● **Task**: Every entry, exactly as given, must be retyped.

● **Stored data**:
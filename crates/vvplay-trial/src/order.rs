//! Presentation order of a session's variants.
//!
//! The order file's first line is the space-separated permutation; the lines
//! after it describe each entry (`No{id}.{description}`) for whoever reads
//! the file later. An existing file is reused, so a restarted session
//! presents variants in the same order.

use std::fs;
use std::io::Write;
use std::path::Path;
use tracing::info;
use vvplay_core::{Result, VvError};

#[derive(Debug, Clone, PartialEq, Eq)]
pub struct PresentationOrder {
    positions: Vec<usize>,
}

impl PresentationOrder {
    /// Positions `0..count` in order.
    pub fn sequential(count: usize) -> Self {
        Self {
            positions: (0..count).collect(),
        }
    }

    /// Seeded Fisher-Yates shuffle of `0..count`.
    pub fn shuffled(count: usize, seed: u64) -> Self {
        let mut positions: Vec<usize> = (0..count).collect();
        fastrand::Rng::with_seed(seed).shuffle(&mut positions);
        Self { positions }
    }

    /// Parse a header line, checking it is a permutation of `0..count`.
    pub fn parse(line: &str, count: usize) -> Result<Self> {
        let positions = line
            .split_whitespace()
            .map(|token| {
                token.parse::<usize>().map_err(|e| {
                    VvError::Serialization(format!("bad order entry '{}': {}", token, e))
                })
            })
            .collect::<Result<Vec<_>>>()?;

        let mut seen = vec![false; count];
        for &p in &positions {
            match seen.get_mut(p) {
                Some(slot) if !*slot => *slot = true,
                _ => {
                    return Err(VvError::InvalidParameter(format!(
                        "order entry {} repeats or exceeds {} variants",
                        p, count
                    )));
                }
            }
        }
        if positions.len() != count {
            return Err(VvError::InvalidParameter(format!(
                "order lists {} of {} variants",
                positions.len(),
                count
            )));
        }
        Ok(Self { positions })
    }

    /// Reuse the order stored at `path`, or create it.
    ///
    /// `describe` supplies the text for each entry's description line.
    pub fn load_or_create(
        path: &Path,
        count: usize,
        seed: Option<u64>,
        describe: impl Fn(usize) -> String,
    ) -> Result<Self> {
        if path.exists() {
            let text = fs::read_to_string(path)?;
            let header = text.lines().next().unwrap_or_default();
            let order = Self::parse(header, count)?;
            info!("Resuming presentation order from {}", path.display());
            return Ok(order);
        }

        let order = match seed {
            Some(seed) => Self::shuffled(count, seed),
            None => Self::sequential(count),
        };

        if let Some(parent) = path.parent() {
            fs::create_dir_all(parent)?;
        }
        let mut file = fs::File::create(path)?;
        writeln!(file, "{}", order.header_line())?;
        for position in 0..count {
            writeln!(file, "No{}.{}", position, describe(position))?;
        }
        info!("Wrote presentation order to {}", path.display());
        Ok(order)
    }

    pub fn header_line(&self) -> String {
        self.positions
            .iter()
            .map(|p| p.to_string())
            .collect::<Vec<_>>()
            .join(" ")
    }

    pub fn positions(&self) -> &[usize] {
        &self.positions
    }

    /// Entry position presented at `step`.
    pub fn get(&self, step: usize) -> Option<usize> {
        self.positions.get(step).copied()
    }

    pub fn len(&self) -> usize {
        self.positions.len()
    }

    pub fn is_empty(&self) -> bool {
        self.positions.is_empty()
    }
}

● **Exercise result**:
filename crates/vvplay-trial/src/order.rs
//! Presentation order of a session's variants.
//!
//! The order file's first line is the space-separated permutation; the lines
//! after it describe each entry (`No{id}.{description}`) for whoever reads
//! the file later. An existing file is reused, so a restarted session
//! presents variants in the same order.

use std::fs;
use std::io::Write;
use std::path::Path;
use tracing::info;
use vvplay_core::{Result, VvError};

#[derive(Debug, Clone, PartialEq, Eq)]
pub struct PresentationOrder {
    positions: Vec<usize>,
}

impl PresentationOrder {
    /// Positions `0..count` in order.
    pub fn sequential(count: usize) -> Self {
        Self {
            positions: (0..count).collect(),
        }
    }

    /// Seeded Fisher-Yates shuffle of `0..count`.
    pub fn shuffled(count: usize, seed: u64) -> Self {
        let mut positions: Vec<usize> = (0..count).collect();
        fastrand::Rng::with_seed(seed).shuffle(&mut positions);
        Self { positions }
    }

    /// Parse a header line, checking it is a permutation of `0..count`.
    pub fn parse(line: &str, count: usize) -> Result<Self> {
        let positions = line
            .split_whitespace()
            .map(|token| {
                token.parse::<usize>().map_err(|e| {
                    VvError::Serialization(format!("bad order entry '{}': {}", token, e))
                })
            })
            .collect::<Result<Vec<_>>>()?;

        let mut seen = vec![false; count];
        for &p in &positions {
            match seen.get_mut(p) {
                Some(slot) if !*slot => *slot = true,
                _ => {
                    return Err(VvError::InvalidParameter(format!(
                        "order entry {} repeats or exceeds {} variants",
                        p, count
                    )));
                }
            }
        }
        if positions.len() != count {
            return Err(VvError::InvalidParameter(format!(
                "order lists {} of {} variants",
                positions.len(),
                count
            )));
        }
        Ok(Self { positions })
    }

    /// Reuse the order stored at `path`, or create it.
    ///
    /// `describe` supplies the text for each entry's description line.
    pub fn load_or_create(
        path: &Path,
        count: usize,
        seed: Option<u64>,
        describe: impl Fn(usize) -> String,
    ) -> Result<Self> {
        if path.exists() {
            let text = fs::read_to_string(path)?;
            let header = text.lines().next().unwrap_or_default();
            let order = Self::parse(header, count)?;
            info!("Resuming presentation order from {}", path.display());
            return Ok(order);
        }

        let order = match seed {
            Some(seed) => Self::shuffled(count, seed),
            None => Self::sequential(count),
        };

        if let Some(parent) = path.parent() {
            fs::create_dir_all(parent)?;
        }
        let mut file = fs::File::create(path)?;
        writeln!(file, "{}", order.header_line())?;
        for position in 0..count {
            writeln!(file, "No{}.{}", position, describe(position))?;
        }
        info!("Wrote presentation order to {}", path.display());
        Ok(order)
    }

    pub fn header_line(&self) -> String {
        self.positions
            .iter()
            .map(|p| p.to_string())
            .collect::<Vec<_>>()
            .join(" ")
    }

    pub fn positions(&self) -> &[usize] {
        &self.positions
    }

    /// Entry position presented at `step`.
    pub fn get(&self, step: usize) -> Option<usize> {
        self.positions.get(step).copied()
    }

    pub fn len(&self) -> usize {
        self.positions.len()
    }

    pub fn is_empty(&self) -> bool {
        self.positions.is_empty()
    }
}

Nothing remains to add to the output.